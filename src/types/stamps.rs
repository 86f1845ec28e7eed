use serde::{Deserialize, Serialize};

use crate::crypto::{Address, NodeKeys, PublicKey};
use crate::encoding::{put_var_bytes, ByteReader};
use crate::errors::{ChainError, ChainResult};

#[derive(Clone, Debug, PartialEq, Eq, Serialize, Deserialize)]
#[serde(rename_all = "snake_case")]
pub enum MovementType {
    Uco,
    Token { token_address: Address, token_id: u32 },
}

/// A funds movement settled by the transaction.
#[derive(Clone, Debug, PartialEq, Eq, Serialize, Deserialize)]
pub struct TransactionMovement {
    pub to: Address,
    pub amount: u64,
    pub movement_type: MovementType,
}

/// An output spendable by a chain, as gathered from storage replicas and as
/// produced by the validation stamp.
#[derive(Clone, Debug, PartialEq, Eq, Serialize, Deserialize)]
pub struct UnspentOutput {
    pub from: Address,
    pub amount: u64,
    pub output_type: MovementType,
}

/// Reward movement to a validation node, settled out of the fee.
#[derive(Clone, Debug, PartialEq, Eq, Serialize, Deserialize)]
pub struct NodeMovement {
    pub to: PublicKey,
    pub amount: u64,
}

#[derive(Clone, Debug, Default, PartialEq, Eq, Serialize, Deserialize)]
pub struct LedgerOperations {
    pub fee: u64,
    pub transaction_movements: Vec<TransactionMovement>,
    pub unspent_outputs: Vec<UnspentOutput>,
    pub node_movements: Vec<NodeMovement>,
}

impl LedgerOperations {
    pub fn write(&self, buf: &mut Vec<u8>) {
        buf.extend_from_slice(&self.fee.to_be_bytes());
        buf.extend_from_slice(&(self.transaction_movements.len() as u32).to_be_bytes());
        for movement in &self.transaction_movements {
            buf.extend_from_slice(movement.to.as_bytes());
            buf.extend_from_slice(&movement.amount.to_be_bytes());
            write_movement_type(buf, &movement.movement_type);
        }
        buf.extend_from_slice(&(self.unspent_outputs.len() as u32).to_be_bytes());
        for output in &self.unspent_outputs {
            buf.extend_from_slice(output.from.as_bytes());
            buf.extend_from_slice(&output.amount.to_be_bytes());
            write_movement_type(buf, &output.output_type);
        }
        buf.extend_from_slice(&(self.node_movements.len() as u32).to_be_bytes());
        for movement in &self.node_movements {
            buf.extend_from_slice(movement.to.as_bytes());
            buf.extend_from_slice(&movement.amount.to_be_bytes());
        }
    }

    pub fn read_from(reader: &mut ByteReader<'_>) -> ChainResult<Self> {
        let fee = reader.read_u64()?;
        let movement_count = reader.read_u32()? as usize;
        let mut transaction_movements = Vec::with_capacity(movement_count);
        for _ in 0..movement_count {
            let to = Address::read_from(reader)?;
            let amount = reader.read_u64()?;
            let movement_type = read_movement_type(reader)?;
            transaction_movements.push(TransactionMovement {
                to,
                amount,
                movement_type,
            });
        }
        let output_count = reader.read_u32()? as usize;
        let mut unspent_outputs = Vec::with_capacity(output_count);
        for _ in 0..output_count {
            let from = Address::read_from(reader)?;
            let amount = reader.read_u64()?;
            let output_type = read_movement_type(reader)?;
            unspent_outputs.push(UnspentOutput {
                from,
                amount,
                output_type,
            });
        }
        let node_movement_count = reader.read_u32()? as usize;
        let mut node_movements = Vec::with_capacity(node_movement_count);
        for _ in 0..node_movement_count {
            let to = PublicKey::read_from(reader)?;
            let amount = reader.read_u64()?;
            node_movements.push(NodeMovement { to, amount });
        }
        Ok(Self {
            fee,
            transaction_movements,
            unspent_outputs,
            node_movements,
        })
    }
}

fn write_movement_type(buf: &mut Vec<u8>, movement_type: &MovementType) {
    match movement_type {
        MovementType::Uco => buf.push(0),
        MovementType::Token {
            token_address,
            token_id,
        } => {
            buf.push(1);
            buf.extend_from_slice(token_address.as_bytes());
            buf.extend_from_slice(&token_id.to_be_bytes());
        }
    }
}

fn read_movement_type(reader: &mut ByteReader<'_>) -> ChainResult<MovementType> {
    match reader.read_u8()? {
        0 => Ok(MovementType::Uco),
        1 => {
            let token_address = Address::read_from(reader)?;
            let token_id = reader.read_u32()?;
            Ok(MovementType::Token {
                token_address,
                token_id,
            })
        }
        other => Err(ChainError::Encoding(format!("unknown movement type {other}"))),
    }
}

/// Coordinator-signed attestation of a transaction's validity.
#[derive(Clone, Debug, PartialEq, Serialize, Deserialize)]
pub struct ValidationStamp {
    /// Unix milliseconds at stamp creation.
    pub timestamp: u64,
    /// Key that verified the origin signature, or the null key when the
    /// search failed.
    pub proof_of_work: PublicKey,
    pub proof_of_integrity: Vec<u8>,
    pub proof_of_election: Vec<u8>,
    pub ledger_operations: LedgerOperations,
    pub signature: Vec<u8>,
}

impl ValidationStamp {
    /// Bytes covered by the coordinator's signature and by every
    /// cross-validation stamp.
    pub fn payload_for_signature(&self) -> Vec<u8> {
        let mut buf = Vec::new();
        buf.extend_from_slice(&self.timestamp.to_be_bytes());
        buf.extend_from_slice(self.proof_of_work.as_bytes());
        put_var_bytes(&mut buf, &self.proof_of_integrity);
        put_var_bytes(&mut buf, &self.proof_of_election);
        self.ledger_operations.write(&mut buf);
        buf
    }

    pub fn write(&self, buf: &mut Vec<u8>) {
        buf.extend_from_slice(&self.payload_for_signature());
        put_var_bytes(buf, &self.signature);
    }

    pub fn read_from(reader: &mut ByteReader<'_>) -> ChainResult<Self> {
        let timestamp = reader.read_u64()?;
        let proof_of_work = PublicKey::read_from(reader)?;
        let proof_of_integrity = reader.read_var_bytes()?;
        let proof_of_election = reader.read_var_bytes()?;
        let ledger_operations = LedgerOperations::read_from(reader)?;
        let signature = reader.read_var_bytes()?;
        Ok(Self {
            timestamp,
            proof_of_work,
            proof_of_integrity,
            proof_of_election,
            ledger_operations,
            signature,
        })
    }

    pub fn verify_signature(&self, coordinator_key: &PublicKey) -> bool {
        coordinator_key.verifies(&self.payload_for_signature(), &self.signature)
    }
}

#[derive(Clone, Copy, Debug, PartialEq, Eq, PartialOrd, Ord, Serialize, Deserialize)]
#[serde(rename_all = "snake_case")]
pub enum Inconsistency {
    Signature,
    ProofOfWork,
    ProofOfIntegrity,
    ProofOfElection,
    TransactionFee,
    TransactionMovements,
    UnspentOutputs,
    NodeMovements,
    Timestamp,
}

impl Inconsistency {
    pub fn from_id(id: u8) -> ChainResult<Self> {
        match id {
            0 => Ok(Inconsistency::Signature),
            1 => Ok(Inconsistency::ProofOfWork),
            2 => Ok(Inconsistency::ProofOfIntegrity),
            3 => Ok(Inconsistency::ProofOfElection),
            4 => Ok(Inconsistency::TransactionFee),
            5 => Ok(Inconsistency::TransactionMovements),
            6 => Ok(Inconsistency::UnspentOutputs),
            7 => Ok(Inconsistency::NodeMovements),
            8 => Ok(Inconsistency::Timestamp),
            other => Err(ChainError::Encoding(format!("unknown inconsistency id {other}"))),
        }
    }

    pub fn id(self) -> u8 {
        match self {
            Inconsistency::Signature => 0,
            Inconsistency::ProofOfWork => 1,
            Inconsistency::ProofOfIntegrity => 2,
            Inconsistency::ProofOfElection => 3,
            Inconsistency::TransactionFee => 4,
            Inconsistency::TransactionMovements => 5,
            Inconsistency::UnspentOutputs => 6,
            Inconsistency::NodeMovements => 7,
            Inconsistency::Timestamp => 8,
        }
    }
}

/// A cross-validator's signed agreement, or disagreement, with a validation
/// stamp. An empty inconsistency list is an affirmative vote.
#[derive(Clone, Debug, PartialEq, Serialize, Deserialize)]
pub struct CrossValidationStamp {
    pub node_public_key: PublicKey,
    pub signature: Vec<u8>,
    pub inconsistencies: Vec<Inconsistency>,
}

impl CrossValidationStamp {
    pub fn sign(keys: &NodeKeys, stamp: &ValidationStamp, inconsistencies: Vec<Inconsistency>) -> Self {
        let payload = Self::payload(stamp, &inconsistencies);
        Self {
            node_public_key: keys.public_key().clone(),
            signature: keys.sign(&payload),
            inconsistencies,
        }
    }

    pub fn verify(&self, stamp: &ValidationStamp) -> bool {
        let payload = Self::payload(stamp, &self.inconsistencies);
        self.node_public_key.verifies(&payload, &self.signature)
    }

    fn payload(stamp: &ValidationStamp, inconsistencies: &[Inconsistency]) -> Vec<u8> {
        let mut buf = stamp.payload_for_signature();
        buf.push(inconsistencies.len() as u8);
        for inconsistency in inconsistencies {
            buf.push(inconsistency.id());
        }
        buf
    }

    pub fn write(&self, buf: &mut Vec<u8>) {
        buf.extend_from_slice(self.node_public_key.as_bytes());
        put_var_bytes(buf, &self.signature);
        buf.push(self.inconsistencies.len() as u8);
        for inconsistency in &self.inconsistencies {
            buf.push(inconsistency.id());
        }
    }

    pub fn read_from(reader: &mut ByteReader<'_>) -> ChainResult<Self> {
        let node_public_key = PublicKey::read_from(reader)?;
        let signature = reader.read_var_bytes()?;
        let count = reader.read_u8()? as usize;
        let mut inconsistencies = Vec::with_capacity(count);
        for _ in 0..count {
            inconsistencies.push(Inconsistency::from_id(reader.read_u8()?)?);
        }
        Ok(Self {
            node_public_key,
            signature,
            inconsistencies,
        })
    }
}

#[cfg(test)]
mod tests {
    use super::*;
    use crate::crypto::HashAlgorithm;

    fn sample_address(byte: u8) -> Address {
        let mut bytes = vec![0u8, HashAlgorithm::Sha256.id()];
        bytes.extend_from_slice(&[byte; 32]);
        Address::from_bytes(bytes).unwrap()
    }

    fn sample_stamp() -> ValidationStamp {
        ValidationStamp {
            timestamp: 1_700_000_000_000,
            proof_of_work: PublicKey::null(),
            proof_of_integrity: vec![7u8; 32],
            proof_of_election: vec![9u8; 32],
            ledger_operations: LedgerOperations {
                fee: 42,
                transaction_movements: vec![TransactionMovement {
                    to: sample_address(0x21),
                    amount: 1_000,
                    movement_type: MovementType::Uco,
                }],
                unspent_outputs: vec![UnspentOutput {
                    from: sample_address(0x22),
                    amount: 5_000,
                    output_type: MovementType::Uco,
                }],
                node_movements: Vec::new(),
            },
            signature: vec![3u8; 64],
        }
    }

    #[test]
    fn validation_stamp_round_trip() {
        let stamp = sample_stamp();
        let mut buf = Vec::new();
        stamp.write(&mut buf);
        let mut reader = ByteReader::new(&buf);
        let decoded = ValidationStamp::read_from(&mut reader).unwrap();
        assert_eq!(decoded, stamp);
        assert!(reader.is_empty());
    }

    #[test]
    fn cross_validation_stamp_signs_over_inconsistencies() {
        let keys = NodeKeys::generate();
        let stamp = sample_stamp();
        let affirmative = CrossValidationStamp::sign(&keys, &stamp, Vec::new());
        assert!(affirmative.verify(&stamp));

        let mut tampered = affirmative.clone();
        tampered.inconsistencies = vec![Inconsistency::ProofOfWork];
        assert!(!tampered.verify(&stamp));
    }

    #[test]
    fn cross_validation_stamp_round_trip() {
        let keys = NodeKeys::generate();
        let stamp = sample_stamp();
        let cross =
            CrossValidationStamp::sign(&keys, &stamp, vec![Inconsistency::Timestamp]);
        let mut buf = Vec::new();
        cross.write(&mut buf);
        let mut reader = ByteReader::new(&buf);
        let decoded = CrossValidationStamp::read_from(&mut reader).unwrap();
        assert_eq!(decoded, cross);
    }
}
---*---
Above are the records; copy every line in them that holds the word "unknown".

        other => Err(ChainError::Encoding(format!("unknown movement type {other}"))),
            other => Err(ChainError::Encoding(format!("unknown inconsistency id {other}"))),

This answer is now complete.